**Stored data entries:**
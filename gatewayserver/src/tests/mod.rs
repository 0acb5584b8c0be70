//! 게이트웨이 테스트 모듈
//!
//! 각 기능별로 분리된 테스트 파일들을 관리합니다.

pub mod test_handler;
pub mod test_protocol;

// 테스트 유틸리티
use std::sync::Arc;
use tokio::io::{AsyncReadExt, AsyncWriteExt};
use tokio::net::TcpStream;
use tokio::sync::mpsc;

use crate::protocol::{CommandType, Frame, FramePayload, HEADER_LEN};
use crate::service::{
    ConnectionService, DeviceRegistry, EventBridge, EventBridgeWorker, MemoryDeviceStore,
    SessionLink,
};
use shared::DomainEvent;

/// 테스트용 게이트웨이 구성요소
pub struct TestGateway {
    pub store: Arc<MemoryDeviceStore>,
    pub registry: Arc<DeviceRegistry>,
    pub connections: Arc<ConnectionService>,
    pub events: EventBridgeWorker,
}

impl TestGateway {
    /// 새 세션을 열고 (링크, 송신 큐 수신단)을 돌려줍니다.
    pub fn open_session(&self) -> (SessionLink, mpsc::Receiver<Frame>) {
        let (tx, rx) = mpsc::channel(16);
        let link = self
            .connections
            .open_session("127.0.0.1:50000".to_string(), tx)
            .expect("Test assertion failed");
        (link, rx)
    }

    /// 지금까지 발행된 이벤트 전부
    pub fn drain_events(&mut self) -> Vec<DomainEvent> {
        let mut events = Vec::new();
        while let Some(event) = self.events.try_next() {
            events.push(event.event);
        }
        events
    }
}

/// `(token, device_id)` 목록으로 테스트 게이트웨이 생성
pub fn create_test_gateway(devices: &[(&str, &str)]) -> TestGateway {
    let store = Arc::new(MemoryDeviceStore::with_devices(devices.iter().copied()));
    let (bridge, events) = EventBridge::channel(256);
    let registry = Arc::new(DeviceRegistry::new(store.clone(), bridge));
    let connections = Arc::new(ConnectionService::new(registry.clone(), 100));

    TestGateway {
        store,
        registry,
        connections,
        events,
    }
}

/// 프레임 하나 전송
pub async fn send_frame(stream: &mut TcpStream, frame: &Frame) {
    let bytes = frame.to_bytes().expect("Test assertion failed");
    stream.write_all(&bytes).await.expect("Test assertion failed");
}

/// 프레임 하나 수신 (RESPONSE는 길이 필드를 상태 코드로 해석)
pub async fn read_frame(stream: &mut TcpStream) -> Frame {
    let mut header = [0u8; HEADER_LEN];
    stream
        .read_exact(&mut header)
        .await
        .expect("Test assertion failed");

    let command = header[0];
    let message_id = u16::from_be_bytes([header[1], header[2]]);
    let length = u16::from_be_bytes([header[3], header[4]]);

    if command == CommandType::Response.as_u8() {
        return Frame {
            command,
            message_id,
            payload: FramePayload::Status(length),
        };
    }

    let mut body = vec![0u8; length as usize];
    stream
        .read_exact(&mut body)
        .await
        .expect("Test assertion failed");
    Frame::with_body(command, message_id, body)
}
...
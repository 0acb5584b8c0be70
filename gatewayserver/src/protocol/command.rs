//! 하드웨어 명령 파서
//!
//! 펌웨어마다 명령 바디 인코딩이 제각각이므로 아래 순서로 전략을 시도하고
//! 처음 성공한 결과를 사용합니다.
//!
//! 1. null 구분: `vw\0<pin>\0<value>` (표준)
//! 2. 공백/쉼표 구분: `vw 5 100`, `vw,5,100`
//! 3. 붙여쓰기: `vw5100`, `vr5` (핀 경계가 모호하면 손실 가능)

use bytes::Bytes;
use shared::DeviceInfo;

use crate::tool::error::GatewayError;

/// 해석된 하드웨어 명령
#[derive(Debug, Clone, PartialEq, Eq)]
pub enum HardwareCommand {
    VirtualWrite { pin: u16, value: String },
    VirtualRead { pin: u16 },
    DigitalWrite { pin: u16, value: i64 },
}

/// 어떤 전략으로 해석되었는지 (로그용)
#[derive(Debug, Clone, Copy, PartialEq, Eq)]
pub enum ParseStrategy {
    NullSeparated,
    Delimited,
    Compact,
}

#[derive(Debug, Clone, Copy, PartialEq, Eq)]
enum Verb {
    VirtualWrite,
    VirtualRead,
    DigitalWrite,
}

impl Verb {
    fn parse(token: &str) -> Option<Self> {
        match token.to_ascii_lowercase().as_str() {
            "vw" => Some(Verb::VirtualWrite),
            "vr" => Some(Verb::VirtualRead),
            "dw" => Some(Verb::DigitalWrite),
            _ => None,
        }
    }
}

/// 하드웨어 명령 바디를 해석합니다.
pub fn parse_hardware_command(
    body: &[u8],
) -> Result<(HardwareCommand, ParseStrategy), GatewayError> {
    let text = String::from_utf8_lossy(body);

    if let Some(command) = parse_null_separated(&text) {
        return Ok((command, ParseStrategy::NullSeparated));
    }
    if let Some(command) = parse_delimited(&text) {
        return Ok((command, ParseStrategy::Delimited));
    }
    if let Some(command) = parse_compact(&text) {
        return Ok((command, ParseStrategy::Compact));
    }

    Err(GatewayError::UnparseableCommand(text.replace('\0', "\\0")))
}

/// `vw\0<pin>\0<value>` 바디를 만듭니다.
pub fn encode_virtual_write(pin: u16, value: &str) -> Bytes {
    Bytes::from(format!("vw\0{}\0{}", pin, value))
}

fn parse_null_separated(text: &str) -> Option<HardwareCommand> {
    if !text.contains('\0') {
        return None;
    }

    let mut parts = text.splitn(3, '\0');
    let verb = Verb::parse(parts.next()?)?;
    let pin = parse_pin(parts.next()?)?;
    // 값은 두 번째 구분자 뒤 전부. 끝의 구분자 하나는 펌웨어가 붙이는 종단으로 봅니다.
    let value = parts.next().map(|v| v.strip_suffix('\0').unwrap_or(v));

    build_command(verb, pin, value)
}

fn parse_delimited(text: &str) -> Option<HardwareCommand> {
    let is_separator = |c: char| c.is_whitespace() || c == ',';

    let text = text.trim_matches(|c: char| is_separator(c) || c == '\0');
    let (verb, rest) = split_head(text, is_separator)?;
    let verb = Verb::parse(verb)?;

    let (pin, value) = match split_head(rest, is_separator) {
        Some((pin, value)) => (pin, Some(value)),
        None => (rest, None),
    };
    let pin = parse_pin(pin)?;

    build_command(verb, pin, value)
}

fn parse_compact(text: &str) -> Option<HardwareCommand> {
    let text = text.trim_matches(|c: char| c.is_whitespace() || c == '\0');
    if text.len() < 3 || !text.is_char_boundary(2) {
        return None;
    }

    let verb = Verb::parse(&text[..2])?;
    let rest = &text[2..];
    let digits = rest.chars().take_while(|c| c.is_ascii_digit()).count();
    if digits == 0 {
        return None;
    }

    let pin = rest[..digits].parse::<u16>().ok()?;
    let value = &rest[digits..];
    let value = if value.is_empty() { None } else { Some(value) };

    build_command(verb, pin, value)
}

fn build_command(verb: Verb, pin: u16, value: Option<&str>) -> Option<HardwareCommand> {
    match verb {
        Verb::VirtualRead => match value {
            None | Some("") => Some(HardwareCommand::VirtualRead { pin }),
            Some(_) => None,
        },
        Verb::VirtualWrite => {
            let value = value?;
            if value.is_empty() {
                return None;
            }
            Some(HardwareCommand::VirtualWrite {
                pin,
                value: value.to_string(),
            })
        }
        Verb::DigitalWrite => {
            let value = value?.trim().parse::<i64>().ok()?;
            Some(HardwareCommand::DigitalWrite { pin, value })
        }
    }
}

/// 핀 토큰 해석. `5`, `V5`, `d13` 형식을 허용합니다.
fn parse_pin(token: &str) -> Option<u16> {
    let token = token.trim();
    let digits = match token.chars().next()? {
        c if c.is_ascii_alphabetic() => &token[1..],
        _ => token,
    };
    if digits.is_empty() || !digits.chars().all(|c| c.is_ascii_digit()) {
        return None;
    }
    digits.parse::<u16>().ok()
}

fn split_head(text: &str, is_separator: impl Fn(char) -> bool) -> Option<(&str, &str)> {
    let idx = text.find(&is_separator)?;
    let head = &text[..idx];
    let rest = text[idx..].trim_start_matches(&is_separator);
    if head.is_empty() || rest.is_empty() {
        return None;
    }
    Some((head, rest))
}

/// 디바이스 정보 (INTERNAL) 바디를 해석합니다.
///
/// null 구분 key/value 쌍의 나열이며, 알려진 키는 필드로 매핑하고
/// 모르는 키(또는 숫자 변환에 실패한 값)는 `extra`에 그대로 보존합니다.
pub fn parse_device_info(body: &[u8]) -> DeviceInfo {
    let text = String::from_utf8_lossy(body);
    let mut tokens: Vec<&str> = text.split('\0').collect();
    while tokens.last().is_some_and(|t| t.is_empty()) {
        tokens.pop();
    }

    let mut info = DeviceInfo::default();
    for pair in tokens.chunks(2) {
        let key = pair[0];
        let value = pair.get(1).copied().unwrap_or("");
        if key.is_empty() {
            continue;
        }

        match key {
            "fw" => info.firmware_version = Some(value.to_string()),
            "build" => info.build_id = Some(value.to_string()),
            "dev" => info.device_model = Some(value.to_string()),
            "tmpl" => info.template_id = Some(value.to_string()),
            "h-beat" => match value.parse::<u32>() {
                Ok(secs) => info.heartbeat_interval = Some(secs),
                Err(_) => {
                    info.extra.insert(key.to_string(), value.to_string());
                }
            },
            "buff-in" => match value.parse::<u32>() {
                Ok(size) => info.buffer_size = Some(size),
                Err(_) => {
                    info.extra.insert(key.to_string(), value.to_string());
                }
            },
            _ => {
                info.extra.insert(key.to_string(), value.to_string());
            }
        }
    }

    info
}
---
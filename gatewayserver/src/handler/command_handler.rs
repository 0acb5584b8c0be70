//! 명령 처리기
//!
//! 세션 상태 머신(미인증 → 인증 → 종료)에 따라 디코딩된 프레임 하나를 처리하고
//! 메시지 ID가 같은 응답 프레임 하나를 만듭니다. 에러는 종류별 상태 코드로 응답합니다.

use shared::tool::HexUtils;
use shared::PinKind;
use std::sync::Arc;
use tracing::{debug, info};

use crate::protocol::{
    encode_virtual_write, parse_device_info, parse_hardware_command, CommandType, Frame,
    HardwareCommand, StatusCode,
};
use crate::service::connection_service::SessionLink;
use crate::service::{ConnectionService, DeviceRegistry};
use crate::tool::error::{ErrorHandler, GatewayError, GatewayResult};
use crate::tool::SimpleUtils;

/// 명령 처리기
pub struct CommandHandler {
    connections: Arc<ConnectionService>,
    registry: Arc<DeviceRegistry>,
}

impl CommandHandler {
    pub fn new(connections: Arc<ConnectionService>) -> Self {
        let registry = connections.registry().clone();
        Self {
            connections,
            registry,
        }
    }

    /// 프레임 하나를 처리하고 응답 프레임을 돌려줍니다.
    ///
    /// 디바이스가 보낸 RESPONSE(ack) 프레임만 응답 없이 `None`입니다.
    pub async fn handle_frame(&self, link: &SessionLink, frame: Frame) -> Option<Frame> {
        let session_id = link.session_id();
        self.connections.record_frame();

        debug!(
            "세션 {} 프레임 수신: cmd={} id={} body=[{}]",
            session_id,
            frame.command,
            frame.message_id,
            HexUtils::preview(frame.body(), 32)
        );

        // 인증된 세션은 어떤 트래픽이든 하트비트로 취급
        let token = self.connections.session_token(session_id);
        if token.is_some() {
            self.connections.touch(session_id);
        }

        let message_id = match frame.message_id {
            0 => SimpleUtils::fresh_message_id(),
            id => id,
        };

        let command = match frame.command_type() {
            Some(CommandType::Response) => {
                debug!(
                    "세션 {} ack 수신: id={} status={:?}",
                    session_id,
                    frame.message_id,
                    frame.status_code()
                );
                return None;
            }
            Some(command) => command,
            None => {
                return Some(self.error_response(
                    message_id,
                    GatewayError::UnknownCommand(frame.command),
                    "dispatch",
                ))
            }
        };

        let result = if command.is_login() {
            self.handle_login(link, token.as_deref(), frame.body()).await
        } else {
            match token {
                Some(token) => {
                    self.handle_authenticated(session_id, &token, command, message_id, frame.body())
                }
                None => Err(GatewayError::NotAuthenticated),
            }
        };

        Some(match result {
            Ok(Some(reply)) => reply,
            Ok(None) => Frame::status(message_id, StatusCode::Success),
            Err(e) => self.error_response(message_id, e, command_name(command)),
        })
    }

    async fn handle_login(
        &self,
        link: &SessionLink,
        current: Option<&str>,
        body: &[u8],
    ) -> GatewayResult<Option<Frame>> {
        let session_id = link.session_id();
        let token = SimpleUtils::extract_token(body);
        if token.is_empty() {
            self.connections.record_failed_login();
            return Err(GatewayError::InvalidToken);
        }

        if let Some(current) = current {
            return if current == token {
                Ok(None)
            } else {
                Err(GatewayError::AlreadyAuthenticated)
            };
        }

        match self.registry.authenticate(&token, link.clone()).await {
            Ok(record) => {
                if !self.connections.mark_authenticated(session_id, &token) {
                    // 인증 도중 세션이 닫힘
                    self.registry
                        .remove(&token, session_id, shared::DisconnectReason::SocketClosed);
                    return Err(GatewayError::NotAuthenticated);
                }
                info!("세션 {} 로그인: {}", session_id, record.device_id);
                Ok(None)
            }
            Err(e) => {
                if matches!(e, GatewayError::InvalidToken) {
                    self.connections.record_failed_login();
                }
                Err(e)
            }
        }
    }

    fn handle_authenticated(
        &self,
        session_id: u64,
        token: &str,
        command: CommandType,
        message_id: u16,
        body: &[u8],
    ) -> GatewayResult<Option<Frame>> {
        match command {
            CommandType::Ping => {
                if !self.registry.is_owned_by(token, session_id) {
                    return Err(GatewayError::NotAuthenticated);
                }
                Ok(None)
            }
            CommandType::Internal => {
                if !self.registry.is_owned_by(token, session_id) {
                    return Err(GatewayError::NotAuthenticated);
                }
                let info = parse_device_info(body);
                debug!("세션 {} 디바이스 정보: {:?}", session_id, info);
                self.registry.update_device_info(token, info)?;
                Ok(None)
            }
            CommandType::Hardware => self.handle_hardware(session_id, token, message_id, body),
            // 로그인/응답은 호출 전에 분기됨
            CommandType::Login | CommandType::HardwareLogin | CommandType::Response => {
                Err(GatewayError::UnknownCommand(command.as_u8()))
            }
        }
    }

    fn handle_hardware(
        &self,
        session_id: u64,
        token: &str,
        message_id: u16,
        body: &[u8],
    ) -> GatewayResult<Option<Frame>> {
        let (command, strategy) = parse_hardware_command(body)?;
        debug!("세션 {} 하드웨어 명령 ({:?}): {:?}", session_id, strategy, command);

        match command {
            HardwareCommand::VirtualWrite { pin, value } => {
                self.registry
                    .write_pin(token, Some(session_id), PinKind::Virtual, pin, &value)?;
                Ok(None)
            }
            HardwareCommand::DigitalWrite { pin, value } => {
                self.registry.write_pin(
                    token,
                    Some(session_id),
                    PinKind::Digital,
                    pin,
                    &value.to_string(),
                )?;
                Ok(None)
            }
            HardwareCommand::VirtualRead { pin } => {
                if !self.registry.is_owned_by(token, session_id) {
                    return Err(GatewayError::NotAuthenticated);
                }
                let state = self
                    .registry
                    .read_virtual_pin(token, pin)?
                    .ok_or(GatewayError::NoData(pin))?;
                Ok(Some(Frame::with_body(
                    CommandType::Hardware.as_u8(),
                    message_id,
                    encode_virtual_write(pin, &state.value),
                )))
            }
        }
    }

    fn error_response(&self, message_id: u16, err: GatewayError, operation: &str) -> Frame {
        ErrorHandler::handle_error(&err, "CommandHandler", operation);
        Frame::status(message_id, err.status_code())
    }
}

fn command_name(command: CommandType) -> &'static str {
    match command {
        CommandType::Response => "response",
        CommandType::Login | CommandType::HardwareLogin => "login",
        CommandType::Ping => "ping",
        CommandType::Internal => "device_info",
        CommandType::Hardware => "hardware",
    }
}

**Task description:**
Scan the data for the word "digits" and copy every line where it shows up.

**Result of this exercise:**
    let digits = rest.chars().take_while(|c| c.is_ascii_digit()).count();
    if digits == 0 {
    let pin = rest[..digits].parse::<u16>().ok()?;
    let value = &rest[digits..];
    let digits = match token.chars().next()? {
    if digits.is_empty() || !digits.chars().all(|c| c.is_ascii_digit()) {
    digits.parse::<u16>().ok()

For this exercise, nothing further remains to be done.